Lähdeaho M L, Mäki M, Parkkonen P, Kantonen T, Lehtinen M
Institute of Biomedical Sciences, University of Tampere, Finland.
Acta Virol. 1992 Dec;36(6):524-32.
We evaluated possibilities to analyze serum antibodies to non-structural (peptides derived from adenovirus E1b protein) and structural (hexon) adenovirus antigens by ELISA. Synthetic dodecapeptides covering a putative A-gliadin cross-reactive antigenic determinant of the E1b protein were used. The aminoterminus of the peptides appeared to be important for antibody binding but the exact sequence of a possible common B-cell epitope within the peptides remained open. Coupling of the peptides to a carrier protein was essential for ELISA analyses of serum antipeptide antibodies. IgA antibodies to both adenovirus derived E1b peptides and hexon antigen could be detected already two weeks after the onset of an acute adenovirus infection, while antipeptide IgG antibodies were seen in a restricted number of patients only.

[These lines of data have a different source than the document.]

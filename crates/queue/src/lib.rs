//! Warden queue: deduplicating, rate-limited change queue.
//!
//! An item is in at most one of three places: waiting in the queue, being
//! processed by a worker, or parked in the delayed-retry heap. Adding an item
//! that is queued or processing only marks it dirty, so a key is never handed
//! to two workers at once and bursts of changes collapse into one pass.

#![forbid(unsafe_code)]

use std::cmp::Reverse;
use std::collections::{BinaryHeap, VecDeque};
use std::fmt::Debug;
use std::hash::Hash;
use std::sync::{Mutex, MutexGuard, PoisonError};
use std::time::Duration;

use rustc_hash::{FxHashMap, FxHashSet};
use tokio::sync::Notify;
use tokio::time::Instant;
use tracing::{debug, info};

pub mod limiter;

pub use limiter::{controller_limiter, default_controller_limiter, BucketLimiter, ItemExponentialLimiter, MaxOfLimiter, RateLimiter, MAX_DELAY};

/// Entry of the delayed-retry heap. Ordered by ready time, then insertion.
#[derive(Debug)]
struct Delayed<T> {
    ready_at: Instant,
    seq: u64,
    item: T,
}

impl<T> PartialEq for Delayed<T> {
    fn eq(&self, other: &Self) -> bool { self.ready_at == other.ready_at && self.seq == other.seq }
}
impl<T> Eq for Delayed<T> {}
impl<T> PartialOrd for Delayed<T> {
    fn partial_cmp(&self, other: &Self) -> Option<std::cmp::Ordering> { Some(self.cmp(other)) }
}
impl<T> Ord for Delayed<T> {
    fn cmp(&self, other: &Self) -> std::cmp::Ordering { (self.ready_at, self.seq).cmp(&(other.ready_at, other.seq)) }
}

struct State<T> {
    queue: VecDeque<T>,
    dirty: FxHashSet<T>,
    processing: FxHashSet<T>,
    waiting: BinaryHeap<Reverse<Delayed<T>>>,
    /// Current ready time per delayed item; heap entries that disagree are stale.
    waiting_at: FxHashMap<T, Instant>,
    enqueued_at: FxHashMap<T, Instant>,
    started_at: FxHashMap<T, Instant>,
    seq: u64,
    shutting_down: bool,
}

pub struct ChangeQueue<T> {
    name: String,
    state: Mutex<State<T>>,
    notify: Notify,
    drain: Notify,
    limiter: Box<dyn RateLimiter<T>>,
}

impl<T> ChangeQueue<T>
where
    T: Clone + Eq + Hash + Debug + Send + 'static,
{
    pub fn new(name: impl Into<String>, limiter: impl RateLimiter<T> + 'static) -> Self {
        Self {
            name: name.into(),
            state: Mutex::new(State {
                queue: VecDeque::new(),
                dirty: FxHashSet::default(),
                processing: FxHashSet::default(),
                waiting: BinaryHeap::new(),
                waiting_at: FxHashMap::default(),
                enqueued_at: FxHashMap::default(),
                started_at: FxHashMap::default(),
                seq: 0,
                shutting_down: false,
            }),
            notify: Notify::new(),
            drain: Notify::new(),
            limiter: Box::new(limiter),
        }
    }

    /// Queue with the default controller rate limiter.
    pub fn with_default_limiter(name: impl Into<String>) -> Self { Self::new(name, default_controller_limiter()) }

    pub fn name(&self) -> &str { &self.name }

    fn lock(&self) -> MutexGuard<'_, State<T>> { self.state.lock().unwrap_or_else(PoisonError::into_inner) }

    /// Enqueue `item` unless it is already pending; ignored after shutdown.
    pub fn add(&self, item: T) {
        let mut st = self.lock();
        if st.shutting_down {
            debug!(queue = %self.name, ?item, "queue shutting down; add ignored");
            return;
        }
        metrics::counter!("queue_adds_total", "queue" => self.name.clone()).increment(1);
        if self.add_locked(&mut st, item) {
            self.notify.notify_one();
        }
    }

    /// Returns true when the item became available to `get`.
    fn add_locked(&self, st: &mut State<T>, item: T) -> bool {
        if st.dirty.contains(&item) {
            return false;
        }
        st.dirty.insert(item.clone());
        if st.processing.contains(&item) {
            return false;
        }
        st.enqueued_at.insert(item.clone(), Instant::now());
        st.queue.push_back(item);
        metrics::gauge!("queue_depth", "queue" => self.name.clone()).set(st.queue.len() as f64);
        true
    }

    /// Enqueue `item` once `delay` has elapsed. Repeated calls keep the earliest time.
    /// Delays beyond [`MAX_DELAY`] are clamped.
    pub fn add_after(&self, item: T, delay: Duration) {
        if delay.is_zero() {
            return self.add(item);
        }
        let mut st = self.lock();
        if st.shutting_down {
            return;
        }
        metrics::counter!("queue_adds_total", "queue" => self.name.clone()).increment(1);
        let ready_at = Instant::now() + delay.min(MAX_DELAY);
        if let Some(existing) = st.waiting_at.get(&item) {
            if *existing <= ready_at {
                return;
            }
        }
        st.seq += 1;
        let seq = st.seq;
        st.waiting_at.insert(item.clone(), ready_at);
        st.waiting.push(Reverse(Delayed { ready_at, seq, item }));
        drop(st);
        self.notify.notify_one();
    }

    /// Enqueue after the rate limiter's delay for this item.
    pub fn add_rate_limited(&self, item: T) {
        let delay = self.limiter.when(&item);
        metrics::counter!("queue_retries_total", "queue" => self.name.clone()).increment(1);
        self.add_after(item, delay);
    }

    /// Reset the failure history of `item` in the rate limiter.
    pub fn forget(&self, item: &T) { self.limiter.forget(item) }

    pub fn num_requeues(&self, item: &T) -> u32 { self.limiter.num_requeues(item) }

    /// Move delayed items whose time has come into the queue.
    fn promote_ready(&self, st: &mut State<T>) -> bool {
        let now = Instant::now();
        let mut promoted = false;
        while let Some(Reverse(head)) = st.waiting.peek() {
            if head.ready_at > now {
                break;
            }
            let Some(Reverse(entry)) = st.waiting.pop() else { break };
            if st.waiting_at.get(&entry.item) != Some(&entry.ready_at) {
                continue;
            }
            st.waiting_at.remove(&entry.item);
            promoted |= self.add_locked(st, entry.item);
        }
        promoted
    }

    fn next_deadline(st: &State<T>) -> Option<Instant> { st.waiting.peek().map(|Reverse(d)| d.ready_at) }

    /// Wait for the next item and mark it as processing.
    ///
    /// Returns `None` once the queue is shut down, empty and no item is still
    /// being processed.
    pub async fn get(&self) -> Option<T> {
        loop {
            let notified = self.notify.notified();
            tokio::pin!(notified);
            notified.as_mut().enable();
            let deadline = {
                let mut st = self.lock();
                if !st.shutting_down {
                    self.promote_ready(&mut st);
                }
                if let Some(item) = st.queue.pop_front() {
                    st.dirty.remove(&item);
                    st.processing.insert(item.clone());
                    let now = Instant::now();
                    if let Some(at) = st.enqueued_at.remove(&item) {
                        metrics::histogram!("queue_latency_ms", "queue" => self.name.clone()).record(now.duration_since(at).as_secs_f64() * 1000.0);
                    }
                    st.started_at.insert(item.clone(), now);
                    metrics::gauge!("queue_depth", "queue" => self.name.clone()).set(st.queue.len() as f64);
                    if !st.queue.is_empty() {
                        self.notify.notify_one();
                    }
                    return Some(item);
                }
                if st.shutting_down && st.processing.is_empty() {
                    return None;
                }
                if st.shutting_down { None } else { Self::next_deadline(&st) }
            };
            match deadline {
                Some(at) => {
                    tokio::select! {
                        _ = &mut notified => {}
                        _ = tokio::time::sleep_until(at) => {}
                    }
                }
                None => notified.await,
            }
        }
    }

    /// Release `item` after processing; a dirty item goes straight back in.
    pub fn done(&self, item: &T) {
        let mut st = self.lock();
        st.processing.remove(item);
        if let Some(at) = st.started_at.remove(item) {
            metrics::histogram!("queue_work_duration_ms", "queue" => self.name.clone()).record(at.elapsed().as_secs_f64() * 1000.0);
        }
        if st.dirty.contains(item) {
            st.enqueued_at.insert(item.clone(), Instant::now());
            st.queue.push_back(item.clone());
            metrics::gauge!("queue_depth", "queue" => self.name.clone()).set(st.queue.len() as f64);
            self.notify.notify_one();
        }
        if st.shutting_down {
            self.notify.notify_waiters();
            if st.queue.is_empty() && st.processing.is_empty() {
                self.drain.notify_waiters();
            }
        }
    }

    /// Stop accepting work and wake every blocked `get`. Delayed retries are
    /// discarded; queued, dirty and in-flight items still drain.
    pub fn shutdown(&self) {
        let mut st = self.lock();
        if st.shutting_down {
            return;
        }
        st.shutting_down = true;
        let dropped = st.waiting_at.len();
        st.waiting.clear();
        st.waiting_at.clear();
        info!(queue = %self.name, queued = st.queue.len(), processing = st.processing.len(), dropped_retries = dropped, "queue shutting down");
        let drained = st.queue.is_empty() && st.processing.is_empty();
        drop(st);
        self.notify.notify_waiters();
        if drained {
            self.drain.notify_waiters();
        }
    }

    /// Resolves once the queue is shut down and fully drained.
    pub async fn drained(&self) {
        loop {
            let notified = self.drain.notified();
            tokio::pin!(notified);
            notified.as_mut().enable();
            {
                let st = self.lock();
                if st.shutting_down && st.queue.is_empty() && st.processing.is_empty() {
                    return;
                }
            }
            notified.await;
        }
    }

    pub fn is_shutting_down(&self) -> bool { self.lock().shutting_down }

    /// Items ready for `get` (excludes processing and delayed items).
    pub fn len(&self) -> usize { self.lock().queue.len() }

    pub fn is_empty(&self) -> bool { self.len() == 0 }

    pub fn processing(&self) -> usize { self.lock().processing.len() }

    pub fn delayed(&self) -> usize { self.lock().waiting_at.len() }
}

我们评估了通过酶联免疫吸附测定(ELISA)分析血清中针对非结构(源自腺病毒E1b蛋白的肽段)和结构(六邻体)腺病毒抗原的抗体的可能性。使用了覆盖E1b蛋白假定的A-麦醇溶蛋白交叉反应性抗原决定簇的合成十二肽。肽段的氨基末端似乎对抗体结合很重要,但肽段内可能的共同B细胞表位的确切序列仍未明确。肽段与载体蛋白的偶联对于血清抗肽抗体的ELISA分析至关重要。在急性腺病毒感染开始后两周就可以检测到针对腺病毒衍生的E1b肽段和六邻体抗原的IgA抗体,而仅在少数患者中观察到抗肽IgG抗体。